Kylie, my DS is like Strawberry, in mourning there are no more presents.  His birthday was just before Xmas and as we went to visit family last weekend it has been a long procession of gifts for him.  Unfortunately he did get a bit concerned at the idea of Santa coming into his bedroom and waking him up and insisted that Daddy phone Santa to arrange to leave his presents downstairs    We bought him a large wooden train set as his main Xmas present and set it up in the lounge on Xmas Eve.  The expression on his face was priceless on Xmas morning.  

So hope that more people get to experience this next year.

love
Cindy


----------



## LB

Hi everyone

we had a quiet but relaxing Christmas.
I was pleased to be well again as from early December i started with sore throat then flu then just got rid of that and ended up with gastric flu which was horrendous and of course i kindly passed it on to dh - well we have to share 

but roll on 2007 and let's hope for lots more happy news on this thread and this site

best wishes to all
and a Happy New Year


LB
X


----------



## TraceyH

Hi All

Hope you all had a good Christmas.  The stories about Santa's visits really made me chuckle.

Our Matching Panel is a week today.  We then have an Information Sharing meeting planned for 8th Jan and will start our introductions on 10th Jan.  The 9th Jan is my last day at work, it seems really strange to think that I will be away for 6 months, but I would not swap it for the world (I am then going to work part-time).  This week we have decorated little one's room, put the cot up and DH has been to the Next sale and bagged some real bargins and none of it needs to go back!  I have also just received an e-mail to say that my Mama and Papas order has been dispatched.

Tomorrow we meeting friends in London.  DH is hoping to find time to go to Hamleys but I think we will have to save that for next time.

Wishing everyone a very Happy New Year.

Tracey x


----------



## naoise

Hi everyone

It is lovely to read everybodys Xmas stories, won't be long to the New Year and new families for some of us I hope.

Cindy I too will be on the diet plan after I have eaten everything in sight.

Tracey exciting times for you ahead I hope all goes well.

LB sorry to hear that you have been poorly, hope you are all better soon.

Jennifer I hope you hear some good news in the next few weeks.
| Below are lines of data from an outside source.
//! Ping documents: payload, ping and the log envelope written to the sink.
//!
//! The payload is serialized to a string and embedded in the ping as
//! `payload`; ingestion expects that string, not a nested object.

use serde::{Deserialize, Serialize};

use crate::error::RecordError;
use crate::telemetry::events::GleanEvent;
use crate::telemetry::metrics::Metrics;
use crate::telemetry::types::{now_iso8601_millis, now_unix_nanos_string, DocumentIdSource};

/// Log type used by the data pipeline to route server events.
pub const GLEAN_EVENT_MOZLOG_TYPE: &str = "glean-server-event";
pub const LOGGER_NAME: &str = "glean";
pub const DOCUMENT_VERSION: &str = "1";
pub const TELEMETRY_SDK_BUILD: &str = concat!("glean-server v", env!("CARGO_PKG_VERSION"));

const UNKNOWN: &str = "Unknown";

/// Per-request context. Empty fields are omitted from the ping.
#[derive(Debug, Clone, Default, PartialEq, Eq, Serialize, Deserialize)]
pub struct RequestInfo {
    pub user_agent: String,
    pub ip_address: String,
}

impl RequestInfo {
    pub fn new(user_agent: impl Into<String>, ip_address: impl Into<String>) -> Self {
        Self {
            user_agent: user_agent.into(),
            ip_address: ip_address.into(),
        }
    }

    /// The "omit request info" value.
    pub fn empty() -> Self {
        Self::default()
    }
}

#[derive(Debug, Clone, PartialEq, Eq, Serialize, Deserialize)]
pub struct ClientInfo {
    telemetry_sdk_build: String,
    first_run_date: String,
    os: String,
    os_version: String,
    architecture: String,
    app_build: String,
    app_display_version: String,
    app_channel: String,
}

impl ClientInfo {
    /// Fields the schema requires but that have no meaning server-side are "Unknown".
    pub fn new(app_display_version: impl Into<String>, app_channel: impl Into<String>) -> Self {
        Self {
            telemetry_sdk_build: TELEMETRY_SDK_BUILD.to_string(),
            first_run_date: UNKNOWN.to_string(),
            os: UNKNOWN.to_string(),
            os_version: UNKNOWN.to_string(),
            architecture: UNKNOWN.to_string(),
            app_build: UNKNOWN.to_string(),
            app_display_version: app_display_version.into(),
            app_channel: app_channel.into(),
        }
    }
}

#[derive(Debug, Clone, PartialEq, Eq, Serialize, Deserialize)]
pub struct PingInfo {
    seq: u32,
    start_time: String,
    end_time: String,
}

impl PingInfo {
    /// `seq` is always 0; there is no persisted sequence counter.
    pub fn now() -> Self {
        let now = now_iso8601_millis();
        Self {
            seq: 0,
            start_time: now.clone(),
            end_time: now,
        }
    }

    pub fn seq(&self) -> u32 {
        self.seq
    }

    pub fn start_time(&self) -> &str {
        &self.start_time
    }

    pub fn end_time(&self) -> &str {
        &self.end_time
    }
}

#[derive(Debug, Clone, PartialEq, Eq, Serialize, Deserialize)]
pub struct PingPayload {
    client_info: ClientInfo,
    ping_info: PingInfo,
    metrics: Metrics,
    events: Vec<GleanEvent>,
}

impl PingPayload {
    pub fn new(
        client_info: ClientInfo,
        ping_info: PingInfo,
        metrics: Metrics,
        events: Vec<GleanEvent>,
    ) -> Self {
        Self {
            client_info,
            ping_info,
            metrics,
            events,
        }
    }
}

#[derive(Debug, Clone, PartialEq, Eq, Serialize, Deserialize)]
pub struct Ping {
    document_namespace: String,
    document_type: String,
    document_version: String,
    document_id: String,
    #[serde(default, skip_serializing_if = "String::is_empty")]
    user_agent: String,
    #[serde(default, skip_serializing_if = "String::is_empty")]
    ip_address: String,
    payload: String,
}

impl Ping {
    /// Serialize the payload, then assign a fresh document id.
    pub fn build(
        namespace: &str,
        document_type: &str,
        request_info: &RequestInfo,
        payload: &PingPayload,
        ids: &dyn DocumentIdSource,
    ) -> Result<Self, RecordError> {
        let payload_json =
            serde_json::to_string(payload).map_err(RecordError::PayloadSerialization)?;
        let document_id = ids
            .next_document_id()
            .map_err(RecordError::IdentifierGeneration)?;
        Ok(Self {
            document_namespace: namespace.to_string(),
            document_type: document_type.to_string(),
            document_version: DOCUMENT_VERSION.to_string(),
            document_id,
            user_agent: request_info.user_agent.clone(),
            ip_address: request_info.ip_address.clone(),
            payload: payload_json,
        })
    }

    pub fn document_id(&self) -> &str {
        &self.document_id
    }
}

/// The outermost document: one of these is one line on the sink.
#[derive(Debug, Clone, PartialEq, Eq, Serialize, Deserialize)]
#[serde(rename_all = "PascalCase")]
pub struct LogEnvelope {
    timestamp: String,
    logger: String,
    #[serde(rename = "Type")]
    log_type: String,
    fields: Ping,
}

impl LogEnvelope {
    pub fn wrap(ping: Ping) -> Self {
        Self {
            timestamp: now_unix_nanos_string(),
            logger: LOGGER_NAME.to_string(),
            log_type: GLEAN_EVENT_MOZLOG_TYPE.to_string(),
            fields: ping,
        }
    }

    pub fn to_json(&self) -> Result<String, RecordError> {
        serde_json::to_string(self).map_err(RecordError::EnvelopeSerialization)
    }
}
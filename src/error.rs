//! Error types for the Glean server event logger.

use thiserror::Error;

/// Errors returned by a single record call. Nothing is written when one occurs.
#[derive(Debug, Error)]
pub enum RecordError {
    #[error("Output sink not configured")]
    NotConfigured,

    #[error("Failed to serialize ping payload: {0}")]
    PayloadSerialization(#[source] serde_json::Error),

    #[error("Failed to serialize log envelope: {0}")]
    EnvelopeSerialization(#[source] serde_json::Error),

    #[error("Failed to generate document id: {0}")]
    IdentifierGeneration(#[source] IdentifierError),

    #[error("Failed to write ping to sink: {0}")]
    Write(#[from] std::io::Error),
}

/// A document id source could not produce an id.
#[derive(Debug, Error)]
#[error("{message}")]
pub struct IdentifierError {
    message: String,
}

impl IdentifierError {
    pub fn new(message: impl Into<String>) -> Self {
        Self {
            message: message.into(),
        }
    }
}

/// Configuration and host setup errors
#[derive(Debug, Error)]
pub enum ConfigError {
    #[error("Failed to load configuration: {0}")]
    Load(String),

    #[error("Invalid configuration: {0}")]
    Invalid(String),

    #[error("Failed to open output {path:?}: {source}")]
    Output {
        path: std::path::PathBuf,
        #[source]
        source: std::io::Error,
    },

    #[error("Logging setup failed: {0}")]
    Logging(String),
}

impl From<config::ConfigError> for ConfigError {
    fn from(err: config::ConfigError) -> Self {
        ConfigError::Load(err.to_string())
    }
}
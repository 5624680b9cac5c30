//! The Glean events logger.
//!
//! Every record call is an independent transaction: build payload, build ping,
//! wrap in the envelope, serialize, write one line. Configuration is read-only
//! after construction; only the sink is shared mutable state.

use std::fmt;
use std::sync::Arc;

use serde::{Deserialize, Serialize};
use tracing::debug;

use crate::error::RecordError;
use crate::telemetry::emission::sink::LineSink;
use crate::telemetry::events::GleanEvent;
use crate::telemetry::metrics::Metrics;
use crate::telemetry::ping::{ClientInfo, LogEnvelope, Ping, PingInfo, PingPayload, RequestInfo};
use crate::telemetry::types::{DocumentIdSource, RandomDocumentIds};

/// Identity of the emitting application, copied into every ping.
#[derive(Debug, Clone, Default, PartialEq, Eq, Serialize, Deserialize)]
#[serde(default)]
pub struct AppIdentity {
    /// Application id; becomes the ping's document namespace
    pub app_id: String,
    /// Version of the application emitting the event
    pub app_display_version: String,
    /// Channel to tell prod/beta/staging/devel apart
    pub app_channel: String,
}

impl AppIdentity {
    pub fn new(
        app_id: impl Into<String>,
        app_display_version: impl Into<String>,
        app_channel: impl Into<String>,
    ) -> Self {
        Self {
            app_id: app_id.into(),
            app_display_version: app_display_version.into(),
            app_channel: app_channel.into(),
        }
    }
}

/// A typed ping that knows its document type and how to flatten itself into
/// metrics and events. New pings implement this; the logger does not change.
pub trait PingDocument {
    fn document_type(&self) -> &str;
    fn metrics(&self) -> Metrics;
    fn events(&self) -> Vec<GleanEvent>;
}

#[derive(Clone)]
pub struct GleanEventsLogger {
    identity: AppIdentity,
    sink: Option<LineSink>,
    ids: Arc<dyn DocumentIdSource>,
}

impl GleanEventsLogger {
    /// A logger with no sink; record calls fail with `NotConfigured` until one is set.
    pub fn new(identity: AppIdentity) -> Self {
        Self {
            identity,
            sink: None,
            ids: Arc::new(RandomDocumentIds),
        }
    }

    pub fn with_sink(mut self, sink: LineSink) -> Self {
        self.sink = Some(sink);
        self
    }

    pub fn with_writer<W: std::io::Write + Send + 'static>(self, writer: W) -> Self {
        self.with_sink(LineSink::new(writer))
    }

    pub fn with_id_source(mut self, ids: Arc<dyn DocumentIdSource>) -> Self {
        self.ids = ids;
        self
    }

    pub fn is_configured(&self) -> bool {
        self.sink.is_some()
    }

    fn create_client_info(&self) -> ClientInfo {
        ClientInfo::new(
            self.identity.app_display_version.clone(),
            self.identity.app_channel.clone(),
        )
    }

    /// Serialize `payload` and wrap it with delivery metadata.
    pub fn create_ping(
        &self,
        document_type: &str,
        request_info: &RequestInfo,
        payload: &PingPayload,
    ) -> Result<Ping, RecordError> {
        Ping::build(
            &self.identity.app_id,
            document_type,
            request_info,
            payload,
            self.ids.as_ref(),
        )
    }

    /// Assemble one ping and write it to the sink as a single JSON line.
    pub fn record(
        &self,
        document_type: &str,
        request_info: &RequestInfo,
        metrics: Metrics,
        events: Vec<GleanEvent>,
    ) -> Result<(), RecordError> {
        let sink = self.sink.as_ref().ok_or(RecordError::NotConfigured)?;

        let payload = PingPayload::new(self.create_client_info(), PingInfo::now(), metrics, events);
        let ping = self.create_ping(document_type, request_info, &payload)?;
        let document_id = ping.document_id().to_string();

        let line = LogEnvelope::wrap(ping).to_json()?;
        sink.write_line(&line)?;

        debug!(
            document_type = %document_type,
            document_id = %document_id,
            "ping recorded"
        );
        Ok(())
    }

    /// Record any typed ping.
    pub fn record_ping<P: PingDocument + ?Sized>(
        &self,
        request_info: &RequestInfo,
        ping: &P,
    ) -> Result<(), RecordError> {
        self.record(ping.document_type(), request_info, ping.metrics(), ping.events())
    }

    /// Record any typed ping without user request info.
    pub fn record_ping_without_user_info<P: PingDocument + ?Sized>(
        &self,
        ping: &P,
    ) -> Result<(), RecordError> {
        self.record_ping(&RequestInfo::empty(), ping)
    }
}

impl fmt::Debug for GleanEventsLogger {
    fn fmt(&self, f: &mut fmt::Formatter<'_>) -> fmt::Result {
        f.debug_struct("GleanEventsLogger")
            .field("identity", &self.identity)
            .field("sink", &self.sink)
            .finish_non_exhaustive()
    }
}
Our sw called with us on Wednesday to discuss the girls she hadn't a lot more info, they are all in separate foster homes which we felt really sad about as they have never lived together. So if they come to live with us they will do it one at a time but she isn't sure who would come first. Our profiles have been sent with two other couple for matching so we will just have to wait and see if we are picked. I don't know how I will feel if we aren't picked.  The info that we did get has made us feel that we are soo excited about it, we will have to go back to panel and be passed for three instead of two, but hopefully that won't hold things up for us.

Wishing everyone and their families a very Happy New Year.

Love K


----------



## superal

Hi naoise


Fingers crossed for you when you go to matching panel, I have never been in that situation where there were other couples going forward as well, I really wish SS would not do that, sorry moan over, i just wanted to wish you luck and there is nothing wrong with getting a little bit excited is there!

Love
Andrea
xx


----------



## morgana

Hi all

Lovely to hear everyone's christmas stories...can hardly believe it will be us next year  Just hope my oldest will still be into the whole christmas thing as she will be 9 by next xmas. No news at the moment but we are expecting the girls SW to be in touch in a couple of weeks to confirm dates....roll on 2007.

Morgana x


----------



## CAREbear1

LB- Do you remember me?  - course you won't  I had a different name when we were on a board together, will Im you who I was  

xxx


----------



## superal

Hi Morgana...................I think children still believe as much as you want them to believe, our DS was 10 when we had to tell him   he was going to secondary school in the September and we did not want him to have the Micky taken out of him.  I'm sure Dancer will love the excitement of her first Christmas with her for ever Mummy & Daddy.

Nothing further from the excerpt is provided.